GOAL OF THE EXERCISE:
Reply only with how many lines in these entries hold the string "very".

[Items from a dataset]
━━━━━━━━━━━━━━━━━━━━━━━━━━━━━━
//! Timing and retention constants shared across modules.
//!
//! Defining these centrally keeps the magic numbers of the update
//! lifecycle discoverable and consistent between the updater, the
//! autoupdater, and their tests.

use std::time::Duration;

/// How long after the last attempt an autoupdate check becomes due.
pub const AUTOUPDATE_CHECK_INTERVAL: Duration = Duration::from_secs(5 * 60 * 60);

/// Minimum spacing between two autoupdate attempts.
///
/// The detached `update --autoupdate` child waits out the remainder of
/// this window before proceeding, so a storm of shells starting at once
/// produces at most one update per window.
pub const AUTOUPDATE_DEBOUNCE_WINDOW: Duration = Duration::from_secs(60 * 60);

/// Poll interval of the debounce loop.
pub const DEBOUNCE_POLL_INTERVAL: Duration = Duration::from_secs(60);

/// Age past which a non-current release tree is removed by tidy.
pub const RELEASE_RETENTION: Duration = Duration::from_secs(24 * 60 * 60);

/// Maximum number of lines retained in the error log after an update.
pub const ERRLOG_MAX_LINES: usize = 1000;

/// Upper bound on progress bar redraws per second during downloads.
pub const PROGRESS_MAX_HZ: u8 = 2;

/// How long the final stdout flush may take before the process exits anyway.
pub const STDOUT_FLUSH_TIMEOUT: Duration = Duration::from_secs(10);
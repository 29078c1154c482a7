//! The `plugins` topic: list, install, link, uninstall, update.

use std::path::PathBuf;

use anyhow::{Context, Result};
use clap::Parser;
use colored::Colorize;

use super::CommandContext;
use crate::plugins::manifest::ManifestCache;
use crate::plugins::provider::{probe_plugin, UserProvider};
use crate::plugins::user::{UserPlugins, Yarn};

/// Arguments for `spoke plugins:install`.
#[derive(Parser, Debug)]
pub struct InstallArgs {
    /// Plugin to install, optionally pinned: `NAME` or `NAME@TAG`.
    #[arg(value_name = "NAME")]
    pub spec: String,
}

/// Arguments for `spoke plugins:link`.
#[derive(Parser, Debug)]
pub struct LinkArgs {
    /// Local plugin directory to link.
    #[arg(value_name = "PATH")]
    pub path: PathBuf,
}

/// Arguments for `spoke plugins:uninstall`.
#[derive(Parser, Debug)]
pub struct UninstallArgs {
    /// Installed plugin to remove.
    #[arg(value_name = "NAME")]
    pub name: String,
}

/// Split `NAME[@TAG]` into name and tag, keeping scoped names
/// (`@org/name`) intact.
pub(crate) fn split_spec(spec: &str) -> (&str, &str) {
    if spec.len() < 2 {
        return (spec, "latest");
    }
    match spec[1..].rfind('@') {
        Some(idx) => (&spec[..idx + 1], &spec[idx + 2..]),
        None => (spec, "latest"),
    }
}

pub fn list(ctx: &CommandContext<'_>) -> Result<()> {
    let provider = UserProvider::new(ctx.paths);
    let cache = ManifestCache::load(&ctx.paths.user_plugins_manifest);

    let mut any = false;
    for name in provider.installed() {
        any = true;
        match cache.get(&name) {
            Some(entry) => println!("{name} {}", entry.meta.version),
            None => println!("{name}"),
        }
    }
    for root in cache.linked() {
        any = true;
        match probe_plugin(root) {
            Ok(meta) => println!("{} {} (link: {})", meta.name, meta.version, root.display()),
            Err(_) => println!("{} (broken link)", root.display()),
        }
    }
    if !any {
        println!("no plugins installed");
    }
    Ok(())
}

pub fn install(ctx: &CommandContext<'_>, args: InstallArgs) -> Result<()> {
    let (name, tag) = split_spec(&args.spec);
    let yarn = Yarn;
    let plugins = UserPlugins::new(ctx.paths, &yarn);
    plugins
        .install(name, tag)
        .with_context(|| format!("failed to install {name}"))?;
    println!("{}", format!("installed {name}@{tag}").green());
    Ok(())
}

pub fn link(ctx: &CommandContext<'_>, args: LinkArgs) -> Result<()> {
    let yarn = Yarn;
    let plugins = UserPlugins::new(ctx.paths, &yarn);
    plugins.link(&args.path)?;
    println!("{}", format!("linked {}", args.path.display()).green());
    Ok(())
}

pub fn uninstall(ctx: &CommandContext<'_>, args: UninstallArgs) -> Result<()> {
    let yarn = Yarn;
    let plugins = UserPlugins::new(ctx.paths, &yarn);

    // `plugins:uninstall PATH` on a linked checkout just unlinks it.
    let as_path = PathBuf::from(&args.name);
    if as_path.exists() && plugins.unlink(&as_path)? {
        println!("{}", format!("unlinked {}", args.name).green());
        return Ok(());
    }

    plugins
        .remove(&args.name)
        .with_context(|| format!("failed to uninstall {}", args.name))?;
    println!("{}", format!("uninstalled {}", args.name).green());
    Ok(())
}

pub fn update(ctx: &CommandContext<'_>) -> Result<()> {
    let yarn = Yarn;
    let plugins = UserPlugins::new(ctx.paths, &yarn);
    plugins.update()?;
    println!("{}", "plugins updated".green());
    Ok(())
}
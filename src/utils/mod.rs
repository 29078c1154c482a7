//! Cross-platform helpers shared by the update and plugin subsystems.

pub mod fs;
pub mod progress;
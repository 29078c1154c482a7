//! Help rendering over the merged catalog.
//!
//! Three shapes of output, all plain text:
//!
//! - **empty subject**: usage banner plus the non-hidden top-level topics
//!   (one level deep, no colon in the name), sorted lexicographically;
//! - **topic subject**: the topic's description and its direct commands
//!   (hidden ones excluded unless `--all`);
//! - **command subject**: the command's usage line, description, and
//!   aliases.
//!
//! Because the catalog's command ID list is sorted at init, repeated
//! renders over unchanged inputs are byte-identical.
//!
//! # Column Rendering
//!
//! Two-column listings align the first column to the longest label and
//! wrap the second column at the terminal width (the `COLUMNS` variable,
//! falling back to 80).
//!
//! # Examples
//!
//! ```
//! use spoke::help::two_column;
//!
//! let rows = vec![
//!     ("plugins".to_string(), "manage CLI plugins".to_string()),
//!     ("version".to_string(), "print the CLI version".to_string()),
//! ];
//! let out = two_column(&rows, 80);
//! assert!(out.contains("plugins  manage CLI plugins"));
//! ```

use crate::config::Config;
use crate::core::SpokeError;
use crate::dispatch::suggest;
use crate::plugins::{CommandRecord, PluginManager, TopicRecord};

const FALLBACK_WIDTH: usize = 80;

fn terminal_width() -> usize {
    std::env::var("COLUMNS")
        .ok()
        .and_then(|columns| columns.parse().ok())
        .unwrap_or(FALLBACK_WIDTH)
}

/// Renders help text from the merged catalog.
pub struct HelpRenderer<'a> {
    config: &'a Config,
    manager: &'a PluginManager,
}

impl<'a> HelpRenderer<'a> {
    pub fn new(config: &'a Config, manager: &'a PluginManager) -> Self {
        Self { config, manager }
    }

    /// Render help for `subject`: a command ID, a topic name, or nothing
    /// for the root overview.
    ///
    /// Commands shadow topics of the same name, matching dispatch order.
    ///
    /// # Errors
    ///
    /// An unknown subject is [`SpokeError::CommandNotFound`] with
    /// suggestions, exactly like dispatching it would be, so
    /// `spoke help updat` and `spoke updat` fail identically.
    pub fn render(&self, subject: Option<&str>, all: bool) -> Result<String, SpokeError> {
        match subject {
            None | Some("") => Ok(self.render_root()),
            Some(subject) => {
                if let Some(command) = self.manager.find_command(subject) {
                    return Ok(self.render_command(command));
                }
                if let Some(topic) = self.manager.find_topic(subject) {
                    return Ok(self.render_topic(topic, all));
                }
                Err(SpokeError::CommandNotFound {
                    id: subject.to_string(),
                    suggestions: suggest(subject, self.manager.command_ids()),
                })
            }
        }
    }

    /// Usage banner plus the top-level (no colon in the name) non-hidden
    /// topics and the root commands.
    pub fn render_root(&self) -> String {
        let bin = &self.config.bin;
        let mut out = String::new();
        out.push_str(&format!("Usage: {bin} COMMAND [--help]\n\n"));
        out.push_str(&format!(
            "Help topics, type {bin} help TOPIC for more details:\n\n"
        ));

        let mut rows: Vec<(String, String)> = self
            .manager
            .topics()
            .filter(|topic| !topic.hidden && !topic.name.contains(':'))
            .map(|topic| {
                (
                    topic.name.clone(),
                    topic.description.clone().unwrap_or_default(),
                )
            })
            .collect();
        for command in self.manager.list_root_commands() {
            rows.push((
                command.id.clone(),
                command.description.clone().unwrap_or_default(),
            ));
        }
        rows.sort();
        rows.dedup_by(|a, b| a.0 == b.0);
        out.push_str(&two_column(&rows, terminal_width()));
        out
    }

    /// A topic's description and its direct commands.
    pub fn render_topic(&self, topic: &TopicRecord, all: bool) -> String {
        let bin = &self.config.bin;
        let mut out = String::new();
        out.push_str(&format!("Usage: {bin} {}:COMMAND [--help]\n", topic.name));
        if let Some(description) = &topic.description {
            out.push_str(&format!("\n{description}\n"));
        }

        let prefix = format!("{}:", topic.name);
        let rows: Vec<(String, String)> = self
            .manager
            .command_ids()
            .iter()
            .filter(|id| id.starts_with(&prefix))
            .filter_map(|id| self.manager.find_command(id))
            .filter(|command| all || !command.hidden)
            .map(|command| {
                (
                    command.id.clone(),
                    command.description.clone().unwrap_or_default(),
                )
            })
            .collect();
        if !rows.is_empty() {
            out.push('\n');
            out.push_str(&two_column(&rows, terminal_width()));
        }
        out
    }

    /// A single command's help: usage line, description, aliases.
    pub fn render_command(&self, command: &CommandRecord) -> String {
        let bin = &self.config.bin;
        let usage = command
            .usage
            .clone()
            .unwrap_or_else(|| command.id.clone());
        let mut out = format!("Usage: {bin} {usage}\n");
        if let Some(description) = &command.description {
            out.push_str(&format!("\n{}\n", wrap(description, terminal_width())));
        }
        if !command.aliases.is_empty() {
            out.push_str(&format!("\nAliases: {}\n", command.aliases.join(", ")));
        }
        out
    }
}

/// Align labels to the longest one; wrap descriptions at `width`.
pub fn two_column(rows: &[(String, String)], width: usize) -> String {
    let label_width = rows.iter().map(|(label, _)| label.len()).max().unwrap_or(0);
    let description_width = width.saturating_sub(label_width + 4).max(20);

    let mut out = String::new();
    for (label, description) in rows {
        if description.is_empty() {
            out.push_str(&format!("  {label}\n"));
            continue;
        }
        let wrapped = wrap(description, description_width);
        let mut lines = wrapped.lines();
        if let Some(first) = lines.next() {
            out.push_str(&format!("  {label:<label_width$}  {first}\n"));
        }
        for continuation in lines {
            out.push_str(&format!("  {:<label_width$}  {continuation}\n", ""));
        }
    }
    out
}

/// Greedy word wrap; words longer than `width` stand on their own line.
fn wrap(text: &str, width: usize) -> String {
    let mut out = String::new();
    let mut line_len = 0;
    for word in text.split_whitespace() {
        if line_len == 0 {
            out.push_str(word);
            line_len = word.len();
        } else if line_len + 1 + word.len() <= width {
            out.push(' ');
            out.push_str(word);
            line_len += 1 + word.len();
        } else {
            out.push('\n');
            out.push_str(word);
            line_len = word.len();
        }
    }
    out
}

#[cfg(test)]
mod tests {
    use super::*;
    use crate::paths::Paths;
    use crate::plugins::manifest::ManifestCache;
    use crate::plugins::provider::{Provider, ProviderCatalog};
    use crate::plugins::{CommandRun, ProviderKind};
    use std::collections::{BTreeSet, HashMap};
    use std::path::PathBuf;

    struct TestProvider;

    impl Provider for TestProvider {
        fn kind(&self) -> ProviderKind {
            ProviderKind::Builtin
        }
        fn load(&self, _cache: &mut ManifestCache) -> anyhow::Result<ProviderCatalog> {
            let command = |id: &str, description: &str, hidden: bool| CommandRecord {
                id: id.to_string(),
                description: Some(description.to_string()),
                hidden,
                aliases: vec![],
                usage: None,
                run: CommandRun::Plugin {
                    plugin: "test".into(),
                    root: PathBuf::from("/tmp"),
                    entrypoint: "bin/run".into(),
                },
            };
            Ok(ProviderCatalog {
                topics: vec![
                    TopicRecord {
                        name: "plugins".into(),
                        description: Some("manage plugins".into()),
                        hidden: false,
                        commands: BTreeSet::new(),
                    },
                    TopicRecord {
                        name: "debug".into(),
                        description: None,
                        hidden: true,
                        commands: BTreeSet::new(),
                    },
                ],
                commands: vec![
                    command("plugins:install", "install a plugin", false),
                    command("plugins:trace", "internal tracing", true),
                    command("version", "print the version", false),
                ],
            })
        }
    }

    fn fixture() -> (Config, PluginManager) {
        let config = Config {
            bin: "spoke".into(),
            name: "spoke".into(),
            version: semver::Version::parse("1.2.3").unwrap(),
            channel: "stable".into(),
            platform: "linux".into(),
            arch: "x86_64".into(),
            windows: false,
            data_dir: PathBuf::from("/tmp/spoke-data"),
            cache_dir: PathBuf::from("/tmp/spoke-cache"),
            update_disabled: None,
            host: "https://releases.example.test".into(),
            default_command: None,
            aliases: HashMap::new(),
        };
        let paths = Paths::new(&config);
        let mut manager =
            PluginManager::with_providers(&config, &paths, vec![Box::new(TestProvider)]);
        manager.init().unwrap();
        (config, manager)
    }

    #[test]
    fn root_help_lists_visible_topics_sorted() {
        let (config, manager) = fixture();
        let renderer = HelpRenderer::new(&config, &manager);
        let out = renderer.render(None, false).unwrap();

        assert!(out.starts_with("Usage: spoke COMMAND"));
        assert!(out.contains("plugins"));
        assert!(out.contains("version"));
        assert!(!out.contains("debug"), "hidden topics are excluded:\n{out}");
        // Sorted: plugins before version.
        assert!(out.find("plugins").unwrap() < out.find("version").unwrap());
    }

    #[test]
    fn topic_help_hides_hidden_commands_unless_all() {
        let (config, manager) = fixture();
        let renderer = HelpRenderer::new(&config, &manager);
        let topic = manager.find_topic("plugins").unwrap();

        let normal = renderer.render_topic(topic, false);
        assert!(normal.contains("plugins:install"));
        assert!(!normal.contains("plugins:trace"));

        let all = renderer.render_topic(topic, true);
        assert!(all.contains("plugins:trace"));
    }

    #[test]
    fn command_help_uses_usage_and_description() {
        let (config, manager) = fixture();
        let renderer = HelpRenderer::new(&config, &manager);
        let out = renderer.render(Some("plugins:install"), false).unwrap();
        assert!(out.contains("Usage: spoke plugins:install"));
        assert!(out.contains("install a plugin"));
    }

    #[test]
    fn unknown_subject_is_not_found_with_suggestions() {
        let (config, manager) = fixture();
        let renderer = HelpRenderer::new(&config, &manager);
        let err = renderer.render(Some("versoin"), false).unwrap_err();
        match err {
            SpokeError::CommandNotFound { suggestions, .. } => {
                assert_eq!(suggestions, ["version"]);
            }
            other => panic!("unexpected error: {other:?}"),
        }
    }

    #[test]
    fn two_column_aligns_to_longest_label_and_wraps() {
        let rows = vec![
            ("short".to_string(), "a description".to_string()),
            (
                "much-longer-label".to_string(),
                "a very long description that should wrap onto a continuation line at narrow widths"
                    .to_string(),
            ),
        ];
        let out = two_column(&rows, 60);
        let lines: Vec<&str> = out.lines().collect();
        assert!(lines.len() > 2, "expected wrapping:\n{out}");
        // Both descriptions start at the same column.
        let col = lines[0].find("a description").unwrap();
        assert_eq!(lines[1].find("a very").unwrap(), col);
    }
}
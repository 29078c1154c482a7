//! Core types shared across the crate.

pub mod error;

pub use error::SpokeError;
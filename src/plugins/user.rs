//! User plugin lifecycle operations.
//!
//! Install, update, remove, and link mutate shared state under the plugins
//! writer lock (with own-PID re-entry, since a command may already hold
//! it). Dependency materialization is delegated to an external package
//! manager behind [`PackageManager`]; the production implementation shells
//! out to yarn, tests substitute a recording fake.
//!
//! # Plugins Directory Layout
//!
//! ```text
//! <dataDir>/plugins/
//!   package.json        ({"private": true} plus the dependency map)
//!   .yarnrc             (registry pin, written once)
//!   plugins.json        (the manifest cache)
//!   node_modules/<plugin>/
//!     package.json      (the plugin's own metadata, incl. commands)
//!     bin/run           (default entrypoint)
//! ```
//!
//! # Install Flow
//!
//! 1. Acquire the plugins writer lock (own-PID re-entry allowed)
//! 2. Scaffold `package.json` and the registry-pinned `.yarnrc` if absent
//! 3. Add the dependency entry, keeping the original bytes for rollback
//! 4. Run the package manager's install
//! 5. Probe the installed module for a non-empty command set
//! 6. On any failure in 4-5: restore the original `package.json` and
//!    surface [`SpokeError::InvalidPlugin`]; on success: invalidate the
//!    plugin's manifest cache entry so the next init re-derives it
//!
//! The probe-then-revert shape means a broken install leaves no trace:
//! no dependency entry, no cached metadata, no catalog entry.
//!
//! # Examples
//!
//! ```rust,no_run
//! use spoke::config::Config;
//! use spoke::paths::Paths;
//! use spoke::plugins::user::{UserPlugins, Yarn};
//!
//! # fn example() -> anyhow::Result<()> {
//! let config = Config::from_env()?;
//! let paths = Paths::new(&config);
//! let yarn = Yarn;
//! let plugins = UserPlugins::new(&paths, &yarn);
//!
//! plugins.install("my-plugin", "latest")?;
//! plugins.update()?;
//! plugins.remove("my-plugin")?;
//! # Ok(())
//! # }
//! ```

use std::path::{Path, PathBuf};

use anyhow::{Context, Result};
use tracing::{debug, warn};

use super::manifest::ManifestCache;
use super::provider::probe_plugin;
use crate::core::SpokeError;
use crate::lock;
use crate::paths::Paths;

/// Registry pinned into `.yarnrc` so installs do not follow a user-level
/// registry override.
const PLUGIN_REGISTRY: &str = "https://registry.yarnpkg.com";

/// The operations the core needs from the external package manager.
pub trait PackageManager {
    /// Materialize the dependencies declared in `dir/package.json`.
    fn install(&self, dir: &Path) -> Result<()>;
    /// Upgrade all dependencies in `dir` within their declared ranges.
    fn upgrade(&self, dir: &Path) -> Result<()>;
    /// Remove `name` from `dir`'s dependencies and node_modules.
    fn remove(&self, dir: &Path, name: &str) -> Result<()>;
}

/// Production package manager: shells out to `yarn`.
///
/// All invocations run with `--non-interactive` in the plugins directory,
/// so the registry pin in `.yarnrc` governs where packages come from. A
/// missing yarn binary surfaces as an ordinary error on first use.
pub struct Yarn;

impl Yarn {
    fn run(&self, dir: &Path, args: &[&str]) -> Result<()> {
        debug!("running yarn {args:?} in {}", dir.display());
        let output = std::process::Command::new("yarn")
            .args(args)
            .arg("--non-interactive")
            .current_dir(dir)
            .output()
            .context("failed to run yarn; is it installed?")?;
        if !output.status.success() {
            anyhow::bail!(
                "yarn {} failed: {}",
                args.join(" "),
                String::from_utf8_lossy(&output.stderr).trim()
            );
        }
        Ok(())
    }
}

impl PackageManager for Yarn {
    fn install(&self, dir: &Path) -> Result<()> {
        self.run(dir, &["install"])
    }
    fn upgrade(&self, dir: &Path) -> Result<()> {
        self.run(dir, &["upgrade"])
    }
    fn remove(&self, dir: &Path, name: &str) -> Result<()> {
        self.run(dir, &["remove", name])
    }
}

/// User plugin operations over the plugins directory.
pub struct UserPlugins<'a> {
    paths: &'a Paths,
    package_manager: &'a dyn PackageManager,
}

impl<'a> UserPlugins<'a> {
    pub fn new(paths: &'a Paths, package_manager: &'a dyn PackageManager) -> Self {
        Self {
            paths,
            package_manager,
        }
    }

    fn package_json(&self) -> PathBuf {
        self.paths.user_plugins_dir.join("package.json")
    }

    /// Make sure the plugins directory is a valid package root: a private
    /// `package.json` and a registry-pinned `.yarnrc`.
    fn ensure_scaffold(&self) -> Result<()> {
        let dir = &self.paths.user_plugins_dir;
        std::fs::create_dir_all(dir)
            .with_context(|| format!("failed to create {}", dir.display()))?;

        let package_json = self.package_json();
        if !package_json.exists() {
            std::fs::write(&package_json, "{\n  \"private\": true\n}\n")
                .with_context(|| format!("failed to write {}", package_json.display()))?;
        }
        let yarnrc = dir.join(".yarnrc");
        if !yarnrc.exists() {
            std::fs::write(&yarnrc, format!("registry \"{PLUGIN_REGISTRY}\"\n"))
                .with_context(|| format!("failed to write {}", yarnrc.display()))?;
        }
        Ok(())
    }

    fn read_package_json(&self) -> Result<serde_json::Value> {
        let path = self.package_json();
        let raw = std::fs::read_to_string(&path)
            .with_context(|| format!("failed to read {}", path.display()))?;
        serde_json::from_str(&raw).with_context(|| format!("invalid JSON in {}", path.display()))
    }

    fn write_package_json(&self, value: &serde_json::Value) -> Result<()> {
        let path = self.package_json();
        std::fs::write(&path, serde_json::to_string_pretty(value)?)
            .with_context(|| format!("failed to write {}", path.display()))
    }

    /// Install `name` at `tag` (a dist-tag or version; defaults to
    /// "latest").
    ///
    /// The dependency map is edited first, then the package manager runs,
    /// then the installed module is probed for a command set. On any
    /// failure the package.json edit is reverted and the original error
    /// surfaces, so a broken install leaves no trace.
    ///
    /// # Errors
    ///
    /// - lock or filesystem failures around the plugins directory
    /// - the package manager's own failure (network, registry, missing
    ///   binary)
    /// - [`SpokeError::InvalidPlugin`] when the installed module does not
    ///   expose a usable command set
    pub fn install(&self, name: &str, tag: &str) -> Result<()> {
        let _guard = lock::writer(&self.paths.plugin_lock_file)?;
        self.ensure_scaffold()?;

        let original = std::fs::read_to_string(self.package_json())?;
        let mut package = self.read_package_json()?;
        let deps = package
            .as_object_mut()
            .context("package.json is not an object")?
            .entry("dependencies")
            .or_insert_with(|| serde_json::json!({}));
        deps.as_object_mut()
            .context("dependencies is not an object")?
            .insert(name.to_string(), serde_json::json!(tag));
        self.write_package_json(&package)?;

        let result = self
            .package_manager
            .install(&self.paths.user_plugins_dir)
            .and_then(|()| {
                // Probe: the installed module must expose commands.
                probe_plugin(
                    &self
                        .paths
                        .user_plugins_dir
                        .join("node_modules")
                        .join(name),
                )
                .map_err(|err| {
                    if err.downcast_ref::<SpokeError>().is_some() {
                        err
                    } else {
                        anyhow::Error::from(SpokeError::InvalidPlugin {
                            name: name.to_string(),
                        })
                        .context(err)
                    }
                })
                .map(|_| ())
            });

        if let Err(err) = result {
            // Roll the dependency edit back before surfacing the error.
            if let Err(revert_err) = std::fs::write(self.package_json(), original) {
                warn!("could not revert package.json: {revert_err}");
            }
            return Err(err);
        }

        self.invalidate(name);
        Ok(())
    }

    /// Upgrade all user plugins within their declared ranges.
    pub fn update(&self) -> Result<()> {
        let _guard = lock::writer(&self.paths.plugin_lock_file)?;
        if !self.package_json().exists() {
            debug!("no user plugins installed, nothing to update");
            return Ok(());
        }
        self.package_manager
            .upgrade(&self.paths.user_plugins_dir)?;
        let mut cache = ManifestCache::load(&self.paths.user_plugins_manifest);
        cache.invalidate_all();
        cache.save_if_dirty()?;
        Ok(())
    }

    /// Uninstall `name`.
    pub fn remove(&self, name: &str) -> Result<()> {
        let _guard = lock::writer(&self.paths.plugin_lock_file)?;
        self.package_manager
            .remove(&self.paths.user_plugins_dir, name)?;
        self.invalidate(name);
        Ok(())
    }

    /// Record a local directory as a linked plugin. No dependencies are
    /// installed; the directory is probed to fail fast on non-plugins.
    pub fn link(&self, path: &Path) -> Result<()> {
        let _guard = lock::writer(&self.paths.plugin_lock_file)?;
        let root = path
            .canonicalize()
            .with_context(|| format!("no such directory: {}", path.display()))?;
        probe_plugin(&root)?;

        let mut cache = ManifestCache::load(&self.paths.user_plugins_manifest);
        cache.add_linked(root);
        cache.save_if_dirty()?;
        Ok(())
    }

    /// Remove a linked plugin entry; returns false when `path` was not
    /// linked.
    pub fn unlink(&self, path: &Path) -> Result<bool> {
        let _guard = lock::writer(&self.paths.plugin_lock_file)?;
        let root = path.canonicalize().unwrap_or_else(|_| path.to_path_buf());
        let mut cache = ManifestCache::load(&self.paths.user_plugins_manifest);
        let removed = cache.remove_linked(&root);
        cache.save_if_dirty()?;
        Ok(removed)
    }

    fn invalidate(&self, name: &str) {
        let mut cache = ManifestCache::load(&self.paths.user_plugins_manifest);
        cache.invalidate(name);
        if let Err(err) = cache.save_if_dirty() {
            warn!("could not persist plugin manifest cache: {err:#}");
        }
    }
}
━━━━━━━━━━━━━━━━━━━━━━━━━━━━━━
OUTPUT OF THE EXERCISE:
2